--- Data extracts Enclosed Below ---
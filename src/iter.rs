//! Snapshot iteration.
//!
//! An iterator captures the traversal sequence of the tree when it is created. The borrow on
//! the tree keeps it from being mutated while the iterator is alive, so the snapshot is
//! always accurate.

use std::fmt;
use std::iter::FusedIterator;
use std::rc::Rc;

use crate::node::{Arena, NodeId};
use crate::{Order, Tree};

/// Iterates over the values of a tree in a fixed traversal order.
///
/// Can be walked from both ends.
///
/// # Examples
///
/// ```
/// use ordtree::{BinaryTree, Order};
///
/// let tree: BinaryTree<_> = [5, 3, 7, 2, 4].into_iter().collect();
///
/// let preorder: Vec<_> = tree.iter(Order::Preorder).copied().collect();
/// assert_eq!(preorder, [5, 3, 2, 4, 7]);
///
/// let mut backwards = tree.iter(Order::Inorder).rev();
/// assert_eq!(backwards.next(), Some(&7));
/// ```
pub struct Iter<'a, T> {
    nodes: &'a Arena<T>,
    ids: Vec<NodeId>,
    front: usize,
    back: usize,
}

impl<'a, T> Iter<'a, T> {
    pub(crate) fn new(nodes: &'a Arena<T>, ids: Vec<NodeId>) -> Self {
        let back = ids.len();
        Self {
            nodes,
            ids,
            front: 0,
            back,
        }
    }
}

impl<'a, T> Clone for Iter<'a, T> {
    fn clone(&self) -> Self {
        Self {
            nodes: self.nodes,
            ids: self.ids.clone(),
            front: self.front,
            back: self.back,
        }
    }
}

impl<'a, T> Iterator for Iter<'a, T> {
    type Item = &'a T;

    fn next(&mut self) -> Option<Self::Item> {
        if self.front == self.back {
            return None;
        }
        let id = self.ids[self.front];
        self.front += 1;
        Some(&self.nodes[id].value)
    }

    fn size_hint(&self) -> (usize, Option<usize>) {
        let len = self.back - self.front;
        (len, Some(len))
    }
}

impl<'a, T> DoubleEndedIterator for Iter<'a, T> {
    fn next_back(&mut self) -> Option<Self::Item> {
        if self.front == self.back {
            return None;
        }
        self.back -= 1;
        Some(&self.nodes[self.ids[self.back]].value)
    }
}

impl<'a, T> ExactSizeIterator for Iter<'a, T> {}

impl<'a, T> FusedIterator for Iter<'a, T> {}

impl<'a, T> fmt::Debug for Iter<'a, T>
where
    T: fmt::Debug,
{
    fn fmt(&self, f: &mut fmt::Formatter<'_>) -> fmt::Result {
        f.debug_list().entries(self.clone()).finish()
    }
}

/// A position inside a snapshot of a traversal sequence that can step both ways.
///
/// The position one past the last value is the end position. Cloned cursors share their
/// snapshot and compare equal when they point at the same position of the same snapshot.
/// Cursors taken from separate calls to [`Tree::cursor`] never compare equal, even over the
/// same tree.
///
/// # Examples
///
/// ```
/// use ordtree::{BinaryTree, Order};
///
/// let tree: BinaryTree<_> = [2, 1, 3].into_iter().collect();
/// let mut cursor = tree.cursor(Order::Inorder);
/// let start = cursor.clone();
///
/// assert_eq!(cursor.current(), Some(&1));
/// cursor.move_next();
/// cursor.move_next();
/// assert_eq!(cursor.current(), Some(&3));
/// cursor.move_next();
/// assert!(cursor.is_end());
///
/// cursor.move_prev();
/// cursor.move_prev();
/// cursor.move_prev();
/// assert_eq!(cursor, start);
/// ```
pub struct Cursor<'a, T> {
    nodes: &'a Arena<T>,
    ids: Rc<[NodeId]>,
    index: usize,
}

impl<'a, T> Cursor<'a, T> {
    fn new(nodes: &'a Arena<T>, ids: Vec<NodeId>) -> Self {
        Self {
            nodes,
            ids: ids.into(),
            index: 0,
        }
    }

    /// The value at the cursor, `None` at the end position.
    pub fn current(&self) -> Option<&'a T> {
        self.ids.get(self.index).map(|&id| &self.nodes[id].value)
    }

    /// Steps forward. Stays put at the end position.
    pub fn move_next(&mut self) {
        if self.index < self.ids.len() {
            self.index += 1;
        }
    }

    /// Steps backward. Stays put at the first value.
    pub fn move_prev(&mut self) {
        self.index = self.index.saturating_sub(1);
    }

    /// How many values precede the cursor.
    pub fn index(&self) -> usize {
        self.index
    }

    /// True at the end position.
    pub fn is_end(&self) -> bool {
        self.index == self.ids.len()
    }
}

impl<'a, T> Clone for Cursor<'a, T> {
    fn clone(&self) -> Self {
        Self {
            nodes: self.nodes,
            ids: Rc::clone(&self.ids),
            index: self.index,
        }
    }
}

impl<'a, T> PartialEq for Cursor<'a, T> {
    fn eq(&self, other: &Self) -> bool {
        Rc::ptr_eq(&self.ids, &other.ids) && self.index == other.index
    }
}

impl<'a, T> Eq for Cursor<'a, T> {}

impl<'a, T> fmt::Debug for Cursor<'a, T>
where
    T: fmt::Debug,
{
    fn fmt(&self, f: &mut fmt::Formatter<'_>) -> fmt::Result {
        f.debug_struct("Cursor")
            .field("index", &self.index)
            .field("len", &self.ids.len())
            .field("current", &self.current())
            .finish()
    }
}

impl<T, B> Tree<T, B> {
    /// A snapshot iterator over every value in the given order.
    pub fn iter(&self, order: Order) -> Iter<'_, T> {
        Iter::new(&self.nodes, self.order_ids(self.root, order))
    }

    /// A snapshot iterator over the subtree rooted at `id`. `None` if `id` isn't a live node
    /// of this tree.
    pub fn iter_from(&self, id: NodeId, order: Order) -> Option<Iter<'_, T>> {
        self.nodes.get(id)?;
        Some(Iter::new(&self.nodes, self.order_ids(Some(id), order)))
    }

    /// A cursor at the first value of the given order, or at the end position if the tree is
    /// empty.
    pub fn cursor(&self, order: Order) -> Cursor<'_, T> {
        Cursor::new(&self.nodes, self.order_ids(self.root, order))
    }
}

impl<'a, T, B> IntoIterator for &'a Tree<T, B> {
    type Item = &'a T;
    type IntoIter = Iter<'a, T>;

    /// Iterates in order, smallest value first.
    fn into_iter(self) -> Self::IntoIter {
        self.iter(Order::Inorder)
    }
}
--- End of Enclosed Data extracts ---
● Description of the task: Every entry must be output again exactly as it was given.

● Reply:
filename src/iter.rs
//! Snapshot iteration.
//!
//! An iterator captures the traversal sequence of the tree when it is created. The borrow on
//! the tree keeps it from being mutated while the iterator is alive, so the snapshot is
//! always accurate.

use std::fmt;
use std::iter::FusedIterator;
use std::rc::Rc;

use crate::node::{Arena, NodeId};
use crate::{Order, Tree};

/// Iterates over the values of a tree in a fixed traversal order.
///
/// Can be walked from both ends.
///
/// # Examples
///
/// ```
/// use ordtree::{BinaryTree, Order};
///
/// let tree: BinaryTree<_> = [5, 3, 7, 2, 4].into_iter().collect();
///
/// let preorder: Vec<_> = tree.iter(Order::Preorder).copied().collect();
/// assert_eq!(preorder, [5, 3, 2, 4, 7]);
///
/// let mut backwards = tree.iter(Order::Inorder).rev();
/// assert_eq!(backwards.next(), Some(&7));
/// ```
pub struct Iter<'a, T> {
    nodes: &'a Arena<T>,
    ids: Vec<NodeId>,
    front: usize,
    back: usize,
}

impl<'a, T> Iter<'a, T> {
    pub(crate) fn new(nodes: &'a Arena<T>, ids: Vec<NodeId>) -> Self {
        let back = ids.len();
        Self {
            nodes,
            ids,
            front: 0,
            back,
        }
    }
}

impl<'a, T> Clone for Iter<'a, T> {
    fn clone(&self) -> Self {
        Self {
            nodes: self.nodes,
            ids: self.ids.clone(),
            front: self.front,
            back: self.back,
        }
    }
}

impl<'a, T> Iterator for Iter<'a, T> {
    type Item = &'a T;

    fn next(&mut self) -> Option<Self::Item> {
        if self.front == self.back {
            return None;
        }
        let id = self.ids[self.front];
        self.front += 1;
        Some(&self.nodes[id].value)
    }

    fn size_hint(&self) -> (usize, Option<usize>) {
        let len = self.back - self.front;
        (len, Some(len))
    }
}

impl<'a, T> DoubleEndedIterator for Iter<'a, T> {
    fn next_back(&mut self) -> Option<Self::Item> {
        if self.front == self.back {
            return None;
        }
        self.back -= 1;
        Some(&self.nodes[self.ids[self.back]].value)
    }
}

impl<'a, T> ExactSizeIterator for Iter<'a, T> {}

impl<'a, T> FusedIterator for Iter<'a, T> {}

impl<'a, T> fmt::Debug for Iter<'a, T>
where
    T: fmt::Debug,
{
    fn fmt(&self, f: &mut fmt::Formatter<'_>) -> fmt::Result {
        f.debug_list().entries(self.clone()).finish()
    }
}

/// A position inside a snapshot of a traversal sequence that can step both ways.
///
/// The position one past the last value is the end position. Cloned cursors share their
/// snapshot and compare equal when they point at the same position of the same snapshot.
/// Cursors taken from separate calls to [`Tree::cursor`] never compare equal, even over the
/// same tree.
///
/// # Examples
///
/// ```
/// use ordtree::{BinaryTree, Order};
///
/// let tree: BinaryTree<_> = [2, 1, 3].into_iter().collect();
/// let mut cursor = tree.cursor(Order::Inorder);
/// let start = cursor.clone();
///
/// assert_eq!(cursor.current(), Some(&1));
/// cursor.move_next();
/// cursor.move_next();
/// assert_eq!(cursor.current(), Some(&3));
/// cursor.move_next();
/// assert!(cursor.is_end());
///
/// cursor.move_prev();
/// cursor.move_prev();
/// cursor.move_prev();
/// assert_eq!(cursor, start);
/// ```
pub struct Cursor<'a, T> {
    nodes: &'a Arena<T>,
    ids: Rc<[NodeId]>,
    index: usize,
}

impl<'a, T> Cursor<'a, T> {
    fn new(nodes: &'a Arena<T>, ids: Vec<NodeId>) -> Self {
        Self {
            nodes,
            ids: ids.into(),
            index: 0,
        }
    }

    /// The value at the cursor, `None` at the end position.
    pub fn current(&self) -> Option<&'a T> {
        self.ids.get(self.index).map(|&id| &self.nodes[id].value)
    }

    /// Steps forward. Stays put at the end position.
    pub fn move_next(&mut self) {
        if self.index < self.ids.len() {
            self.index += 1;
        }
    }

    /// Steps backward. Stays put at the first value.
    pub fn move_prev(&mut self) {
        self.index = self.index.saturating_sub(1);
    }

    /// How many values precede the cursor.
    pub fn index(&self) -> usize {
        self.index
    }

    /// True at the end position.
    pub fn is_end(&self) -> bool {
        self.index == self.ids.len()
    }
}

impl<'a, T> Clone for Cursor<'a, T> {
    fn clone(&self) -> Self {
        Self {
            nodes: self.nodes,
            ids: Rc::clone(&self.ids),
            index: self.index,
        }
    }
}

impl<'a, T> PartialEq for Cursor<'a, T> {
    fn eq(&self, other: &Self) -> bool {
        Rc::ptr_eq(&self.ids, &other.ids) && self.index == other.index
    }
}

impl<'a, T> Eq for Cursor<'a, T> {}

impl<'a, T> fmt::Debug for Cursor<'a, T>
where
    T: fmt::Debug,
{
    fn fmt(&self, f: &mut fmt::Formatter<'_>) -> fmt::Result {
        f.debug_struct("Cursor")
            .field("index", &self.index)
            .field("len", &self.ids.len())
            .field("current", &self.current())
            .finish()
    }
}

impl<T, B> Tree<T, B> {
    /// A snapshot iterator over every value in the given order.
    pub fn iter(&self, order: Order) -> Iter<'_, T> {
        Iter::new(&self.nodes, self.order_ids(self.root, order))
    }

    /// A snapshot iterator over the subtree rooted at `id`. `None` if `id` isn't a live node
    /// of this tree.
    pub fn iter_from(&self, id: NodeId, order: Order) -> Option<Iter<'_, T>> {
        self.nodes.get(id)?;
        Some(Iter::new(&self.nodes, self.order_ids(Some(id), order)))
    }

    /// A cursor at the first value of the given order, or at the end position if the tree is
    /// empty.
    pub fn cursor(&self, order: Order) -> Cursor<'_, T> {
        Cursor::new(&self.nodes, self.order_ids(self.root, order))
    }
}

impl<'a, T, B> IntoIterator for &'a Tree<T, B> {
    type Item = &'a T;
    type IntoIter = Iter<'a, T>;

    /// Iterates in order, smallest value first.
    fn into_iter(self) -> Self::IntoIter {
        self.iter(Order::Inorder)
    }
}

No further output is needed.